Los hasta ahora diversos Estados nación, sus Culturas, sus lenguas, sus sociedades peculiares, su orden propio, se van disolviendo en un nuevo magma imperial, bajo pretexto de la llamada globalización.  Un imperio sin emperador conocido, incluso el mismo Trump no dejaría de ser un subalterno, un mero actor en este proceso cuyo guión o libreto elaboran otros a los que resulta difícil poner cara o nacionalidad. Qué decir de personajillos insignificantes de reparto como el Mariano o la Soraya.

Los resultados son desoladores como estamos comprobando con la actual crisis catalana. No se pretende parar de verdad el golpe contra España sino llegar acuerdos entre golpistas de una y otra banda para asegurar la solidaridad y beneficio mutuos. Si no queda más remedio que disimular, la Justicia debe ser burlada para preservar el botín. Donde no hay Nación ni menos patriotismo, desaparece la soberanía y el dominio de la Ley. Sólo quedan entonces bandas organizadas para disputarse el botín. La banda de los Pujolone contra los de los Gürtelone. Como lúcidamente decían en El Padrino, “don Vito controla, políticos, jueces, policías y periodistas, pero no los comparte”. Y si alguien no estuviese por la labor se le chantajea o se le elimina.

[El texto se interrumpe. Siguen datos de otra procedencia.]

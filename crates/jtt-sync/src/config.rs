use std::path::{Path, PathBuf};
use std::time::Duration;

use anyhow::{bail, Context, Result};
use jtt_portal::{OpenAiConfig, StrategyKind, TargetSpec};
use jtt_storage::{AirtableConfig, HttpClientConfig, DEFAULT_USER_AGENT};
use serde::{Deserialize, Serialize};
use tokio::fs;
use tracing::{info, warn};

#[derive(Debug, Clone)]
pub struct SyncConfig {
    pub config_path: PathBuf,
    pub output_dir: PathBuf,
    pub reports_dir: PathBuf,
    pub openai_api_key: Option<String>,
    pub openai_base_url: String,
    pub openai_model: String,
    pub airtable_api_key: Option<String>,
    pub airtable_base_key: Option<String>,
    pub http_timeout_secs: u64,
    pub user_agent: String,
    pub entity_delay: Duration,
    pub sink_delay: Duration,
    pub page_size: usize,
}

impl Default for SyncConfig {
    fn default() -> Self {
        Self::from_lookup(|_| None)
    }
}

impl SyncConfig {
    pub fn from_env() -> Self {
        Self::from_lookup(|key| std::env::var(key).ok())
    }

    /// Builds the config from any key lookup; unset and blank keys take defaults.
    pub fn from_lookup(lookup: impl Fn(&str) -> Option<String>) -> Self {
        let var = |key: &str| lookup(key).filter(|v| !v.trim().is_empty());
        let number = |key: &str, default: u64| {
            var(key)
                .and_then(|v| v.trim().parse::<u64>().ok())
                .unwrap_or(default)
        };
        Self {
            config_path: var("JTT_CONFIG_PATH")
                .map(PathBuf::from)
                .unwrap_or_else(|| PathBuf::from("targets.yaml")),
            output_dir: var("JTT_OUTPUT_DIR")
                .map(PathBuf::from)
                .unwrap_or_else(|| PathBuf::from("./runs")),
            reports_dir: var("JTT_REPORTS_DIR")
                .map(PathBuf::from)
                .unwrap_or_else(|| PathBuf::from("./reports")),
            openai_api_key: var("JTT_OPENAI_API_KEY"),
            openai_base_url: var("JTT_OPENAI_BASE_URL")
                .unwrap_or_else(|| OpenAiConfig::DEFAULT_BASE_URL.to_string()),
            openai_model: var("JTT_OPENAI_MODEL")
                .unwrap_or_else(|| OpenAiConfig::DEFAULT_MODEL.to_string()),
            airtable_api_key: var("JTT_AIRTABLE_API_KEY"),
            airtable_base_key: var("JTT_AIRTABLE_BASE_KEY"),
            http_timeout_secs: number("JTT_HTTP_TIMEOUT_SECS", 20),
            user_agent: var("JTT_USER_AGENT").unwrap_or_else(|| DEFAULT_USER_AGENT.to_string()),
            entity_delay: Duration::from_millis(number("JTT_ENTITY_DELAY_MS", 1000)),
            sink_delay: Duration::from_millis(number("JTT_SINK_DELAY_MS", 200)),
            page_size: number("JTT_PAGE_SIZE", TargetSpec::DEFAULT_PAGE_SIZE as u64) as usize,
        }
    }

    /// Checks what the selected targets need; loading never fails on missing credentials.
    pub fn validate(&self, targets: &[TargetConfig]) -> Result<()> {
        if self.page_size == 0 {
            bail!("JTT_PAGE_SIZE must be at least 1");
        }
        if self.http_timeout_secs == 0 {
            bail!("JTT_HTTP_TIMEOUT_SECS must be at least 1");
        }
        let challenge_targets: Vec<&str> = targets
            .iter()
            .filter(|t| t.strategy == StrategyKind::Challenge)
            .map(|t| t.name.as_str())
            .collect();
        if self.openai_api_key.is_none() && !challenge_targets.is_empty() {
            bail!(
                "JTT_OPENAI_API_KEY is required for challenge-protected targets: {}",
                challenge_targets.join(", ")
            );
        }
        Ok(())
    }

    pub fn http_config(&self) -> HttpClientConfig {
        HttpClientConfig {
            timeout: Duration::from_secs(self.http_timeout_secs),
            user_agent: Some(self.user_agent.clone()),
            ..Default::default()
        }
    }

    pub fn openai_config(&self) -> OpenAiConfig {
        OpenAiConfig {
            api_key: self.openai_api_key.clone().unwrap_or_default(),
            base_url: self.openai_base_url.clone(),
            model: self.openai_model.clone(),
        }
    }

    /// `None` when either Airtable credential is missing.
    pub fn airtable_config(&self) -> Option<AirtableConfig> {
        match (&self.airtable_api_key, &self.airtable_base_key) {
            (Some(api_key), Some(base_key)) => Some(AirtableConfig::new(api_key, base_key)),
            _ => None,
        }
    }
}

#[derive(Debug, Clone, PartialEq, Eq, Serialize, Deserialize)]
pub struct TargetConfig {
    /// Portal slug used in every API path.
    pub name: String,
    #[serde(default)]
    pub title: String,
    #[serde(default)]
    pub base_url: Option<String>,
    #[serde(default)]
    pub strategy: StrategyKind,
    #[serde(default = "default_usable")]
    pub usable: bool,
}

fn default_usable() -> bool {
    true
}

impl TargetConfig {
    pub fn spec(&self, page_size: usize) -> TargetSpec {
        let spec = TargetSpec::new(self.name.clone(), self.strategy).with_page_size(page_size);
        match &self.base_url {
            Some(base_url) if !base_url.trim().is_empty() => spec.with_base_url(base_url.trim()),
            _ => spec,
        }
    }

    pub fn display_title(&self) -> &str {
        if self.title.is_empty() {
            &self.name
        } else {
            &self.title
        }
    }
}

#[derive(Debug, Clone, Default, PartialEq, Eq, Serialize, Deserialize)]
pub struct TargetRegistry {
    pub targets: Vec<TargetConfig>,
}

impl TargetRegistry {
    pub async fn load(path: &Path) -> Result<Self> {
        let text = fs::read_to_string(path)
            .await
            .with_context(|| format!("reading {}", path.display()))?;
        Self::parse(&text).with_context(|| format!("parsing {}", path.display()))
    }

    pub fn parse(text: &str) -> Result<Self> {
        let registry: Self = serde_yaml::from_str(text)?;
        let mut seen = std::collections::BTreeSet::new();
        for target in &registry.targets {
            if target.name.trim().is_empty() {
                bail!("target with empty name");
            }
            if !seen.insert(target.name.as_str()) {
                bail!("target {} listed twice", target.name);
            }
        }
        Ok(registry)
    }

    /// Usable targets in registry order, optionally narrowed to `only`.
    pub fn select(&self, only: &[String]) -> Vec<TargetConfig> {
        for name in only {
            if !self.targets.iter().any(|t| &t.name == name) {
                warn!(jail = %name, "requested target is not in the registry");
            }
        }
        self.targets
            .iter()
            .filter(|t| only.is_empty() || only.contains(&t.name))
            .filter(|t| {
                if !t.usable {
                    info!(jail = %t.name, "target marked unusable; skipping");
                }
                t.usable
            })
            .cloned()
            .collect()
    }
}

Aquí, una de las cuestiones claves, ¿cómo engañar a la opinión pública?, ¿cómo lograr que bandidos y facinerosos a los que casi ningún crimen resulta ajeno parezcan santos varones? Y otra no menor, la selección de ingenios ya no se debe hacer según las ideas de Huarte de San Juan, sino entre los más chantajeables. El que no está en algún dossier acusado de algún delito o violencia debe ser descartado para ocupar cargos, porque acaso se viera en la disyuntiva de aplicar su razón y conciencia. Sin tal condición no hay visto bueno por los “Bilderberg” o grupos globalistas similares que fabrican, ponen o quitan próceres.

Otrora el símbolo del pelícano, asociado al del fénix pagano, significaba el amor del pájaro por sus crías a las que alimentaba con su sangre que obtenía picándose el pecho con su propio pico. Un símbolo muy frecuente en la iconología cristiana y en su versión como fénix, en la egipcia y rosacruciana. Se puede encontrar, por ejemplo, en San Juan de los Reyes en Toledo o en la catedral de Pamplona.

La primera corrupción de todas consiste en pudrir el entendimiento. Así, en estos tiempos de posverdad, de renuncia al universo de los valores metafísicos y su intento de realización en el plano personal, social y político, el pelícano significa otra cosa. Un temido informe para chantajear a Mariano Rajoy y otros grandes próceres de la Monarquía.

Lo dicho, fuera ya los Huarte, los Saavedra Fajardo, los Quevedo, los Cervantes, los Gracián. Su sabiduría no nos puede traer más que amargura, desazón o desgracias.

Lo importante para dirigir o reconducir el Poder en estos tiempos de globalización, posverdad y esclavitud sin soberanía, es fabricar próceres dóciles y cautivos. Los servicios secretos se desnacionalizan al mero servicio de los intereses particulares del amo.

Ya no más rollos de Teoría Política ni del Estado de Derecho, ni por supuesto de la Educación. La buena y feliz gobernación requiere disponer de buenos dossiers para chantajes.